**WHAT YOU HAVE TO DO:** From the entries that follow, copy each line containing the word "SpdxParser".

Saved entries:
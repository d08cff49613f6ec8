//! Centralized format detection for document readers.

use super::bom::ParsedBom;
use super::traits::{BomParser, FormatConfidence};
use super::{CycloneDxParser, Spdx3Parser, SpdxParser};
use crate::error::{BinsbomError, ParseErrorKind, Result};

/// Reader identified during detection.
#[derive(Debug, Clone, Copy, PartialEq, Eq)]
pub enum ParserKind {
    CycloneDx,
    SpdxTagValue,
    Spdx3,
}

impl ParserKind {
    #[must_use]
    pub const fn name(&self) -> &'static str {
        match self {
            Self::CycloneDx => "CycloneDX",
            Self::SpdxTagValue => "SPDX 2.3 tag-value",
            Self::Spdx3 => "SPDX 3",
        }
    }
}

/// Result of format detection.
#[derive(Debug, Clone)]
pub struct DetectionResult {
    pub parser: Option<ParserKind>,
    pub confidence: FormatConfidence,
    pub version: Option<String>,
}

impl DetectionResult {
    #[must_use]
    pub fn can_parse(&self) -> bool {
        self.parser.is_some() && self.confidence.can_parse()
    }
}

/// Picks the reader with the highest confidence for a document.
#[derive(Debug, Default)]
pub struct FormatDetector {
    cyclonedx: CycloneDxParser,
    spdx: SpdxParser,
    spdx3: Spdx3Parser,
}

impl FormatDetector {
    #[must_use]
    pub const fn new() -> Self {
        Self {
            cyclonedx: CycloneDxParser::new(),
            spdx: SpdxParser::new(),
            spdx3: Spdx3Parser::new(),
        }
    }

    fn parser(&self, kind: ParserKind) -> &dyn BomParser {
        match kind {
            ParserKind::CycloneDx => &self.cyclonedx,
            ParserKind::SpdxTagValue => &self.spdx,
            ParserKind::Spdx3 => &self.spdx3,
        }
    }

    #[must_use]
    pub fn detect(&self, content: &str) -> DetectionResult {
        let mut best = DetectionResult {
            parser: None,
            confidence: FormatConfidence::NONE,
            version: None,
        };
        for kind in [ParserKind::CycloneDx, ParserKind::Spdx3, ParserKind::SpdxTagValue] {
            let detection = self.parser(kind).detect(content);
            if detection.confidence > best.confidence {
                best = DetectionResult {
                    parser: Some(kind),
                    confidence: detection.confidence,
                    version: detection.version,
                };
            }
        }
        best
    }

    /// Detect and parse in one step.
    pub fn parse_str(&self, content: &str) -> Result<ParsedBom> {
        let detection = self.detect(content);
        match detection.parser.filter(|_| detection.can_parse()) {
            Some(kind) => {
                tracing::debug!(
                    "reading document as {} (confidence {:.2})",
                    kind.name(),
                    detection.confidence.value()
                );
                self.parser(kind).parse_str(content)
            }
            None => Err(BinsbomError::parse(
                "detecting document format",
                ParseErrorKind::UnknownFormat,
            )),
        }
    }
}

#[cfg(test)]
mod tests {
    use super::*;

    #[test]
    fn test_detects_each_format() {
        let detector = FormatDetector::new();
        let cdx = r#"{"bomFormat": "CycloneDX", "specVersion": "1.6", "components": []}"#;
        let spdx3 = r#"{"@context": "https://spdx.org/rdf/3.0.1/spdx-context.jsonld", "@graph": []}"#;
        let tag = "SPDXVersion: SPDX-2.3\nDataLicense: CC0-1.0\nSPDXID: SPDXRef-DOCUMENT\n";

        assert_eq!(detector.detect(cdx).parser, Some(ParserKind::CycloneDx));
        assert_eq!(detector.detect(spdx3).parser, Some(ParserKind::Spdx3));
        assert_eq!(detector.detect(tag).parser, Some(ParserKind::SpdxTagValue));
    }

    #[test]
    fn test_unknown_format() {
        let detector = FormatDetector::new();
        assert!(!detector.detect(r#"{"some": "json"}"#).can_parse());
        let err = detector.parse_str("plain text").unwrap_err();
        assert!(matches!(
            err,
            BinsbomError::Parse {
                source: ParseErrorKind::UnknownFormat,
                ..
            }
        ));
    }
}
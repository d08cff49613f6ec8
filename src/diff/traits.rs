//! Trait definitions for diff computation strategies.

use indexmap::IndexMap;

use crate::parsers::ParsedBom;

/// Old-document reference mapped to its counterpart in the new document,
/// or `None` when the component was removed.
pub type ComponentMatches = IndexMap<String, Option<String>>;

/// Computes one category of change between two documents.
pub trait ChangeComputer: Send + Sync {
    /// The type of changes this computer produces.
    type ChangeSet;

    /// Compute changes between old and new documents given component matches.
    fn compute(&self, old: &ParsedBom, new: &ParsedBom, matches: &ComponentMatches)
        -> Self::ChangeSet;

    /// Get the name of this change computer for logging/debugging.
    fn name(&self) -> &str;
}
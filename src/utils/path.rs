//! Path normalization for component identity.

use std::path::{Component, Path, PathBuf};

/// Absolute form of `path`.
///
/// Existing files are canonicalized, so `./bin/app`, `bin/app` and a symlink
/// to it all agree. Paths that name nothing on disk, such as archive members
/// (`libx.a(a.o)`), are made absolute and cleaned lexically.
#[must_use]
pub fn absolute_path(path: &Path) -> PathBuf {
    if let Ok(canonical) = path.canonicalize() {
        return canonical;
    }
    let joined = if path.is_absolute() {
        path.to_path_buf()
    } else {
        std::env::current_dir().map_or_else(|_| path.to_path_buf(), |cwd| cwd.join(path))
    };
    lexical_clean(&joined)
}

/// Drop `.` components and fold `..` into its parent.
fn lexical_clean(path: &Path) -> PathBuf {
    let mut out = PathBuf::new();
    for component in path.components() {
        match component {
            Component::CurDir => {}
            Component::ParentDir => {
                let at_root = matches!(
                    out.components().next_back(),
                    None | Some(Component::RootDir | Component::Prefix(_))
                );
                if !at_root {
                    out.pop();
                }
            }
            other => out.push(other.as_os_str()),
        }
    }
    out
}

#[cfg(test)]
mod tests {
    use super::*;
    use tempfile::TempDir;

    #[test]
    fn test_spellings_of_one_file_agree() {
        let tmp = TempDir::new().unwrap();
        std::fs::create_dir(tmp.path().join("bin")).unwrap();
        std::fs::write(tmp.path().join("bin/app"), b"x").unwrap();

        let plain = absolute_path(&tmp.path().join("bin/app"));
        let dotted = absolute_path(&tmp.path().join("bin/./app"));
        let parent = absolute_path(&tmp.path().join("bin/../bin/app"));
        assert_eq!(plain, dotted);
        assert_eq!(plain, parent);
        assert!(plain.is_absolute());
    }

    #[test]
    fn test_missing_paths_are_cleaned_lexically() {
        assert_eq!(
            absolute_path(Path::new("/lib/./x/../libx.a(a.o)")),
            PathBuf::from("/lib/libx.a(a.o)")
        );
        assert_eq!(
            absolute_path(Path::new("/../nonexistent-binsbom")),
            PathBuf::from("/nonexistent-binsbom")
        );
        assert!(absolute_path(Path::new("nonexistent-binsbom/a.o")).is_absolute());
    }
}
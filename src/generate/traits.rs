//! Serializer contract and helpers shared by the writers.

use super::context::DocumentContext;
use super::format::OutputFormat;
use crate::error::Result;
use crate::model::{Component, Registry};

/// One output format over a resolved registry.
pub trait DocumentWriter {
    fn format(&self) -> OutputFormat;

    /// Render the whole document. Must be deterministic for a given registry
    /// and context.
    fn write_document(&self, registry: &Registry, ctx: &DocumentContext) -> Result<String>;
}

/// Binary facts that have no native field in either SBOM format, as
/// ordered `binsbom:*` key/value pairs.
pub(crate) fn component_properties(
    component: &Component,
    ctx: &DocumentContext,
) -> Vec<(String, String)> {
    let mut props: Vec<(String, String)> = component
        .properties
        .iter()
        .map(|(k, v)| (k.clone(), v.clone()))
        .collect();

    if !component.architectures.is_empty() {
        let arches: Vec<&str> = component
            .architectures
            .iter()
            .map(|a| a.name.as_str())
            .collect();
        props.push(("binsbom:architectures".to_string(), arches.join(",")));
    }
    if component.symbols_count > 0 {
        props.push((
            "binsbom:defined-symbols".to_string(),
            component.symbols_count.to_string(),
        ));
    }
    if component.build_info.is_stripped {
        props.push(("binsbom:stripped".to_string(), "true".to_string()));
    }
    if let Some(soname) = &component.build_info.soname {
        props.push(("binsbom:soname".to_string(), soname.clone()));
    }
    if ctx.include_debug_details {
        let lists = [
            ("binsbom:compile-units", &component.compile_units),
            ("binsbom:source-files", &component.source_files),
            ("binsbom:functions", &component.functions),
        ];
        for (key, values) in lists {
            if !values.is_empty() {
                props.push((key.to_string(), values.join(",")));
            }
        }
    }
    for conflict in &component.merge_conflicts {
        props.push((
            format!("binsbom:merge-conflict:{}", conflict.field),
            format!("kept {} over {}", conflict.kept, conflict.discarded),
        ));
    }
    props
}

**YOUR SOLUTION:**
use super::{CycloneDxParser, Spdx3Parser, SpdxParser};
    spdx: SpdxParser,
            spdx: SpdxParser::new(),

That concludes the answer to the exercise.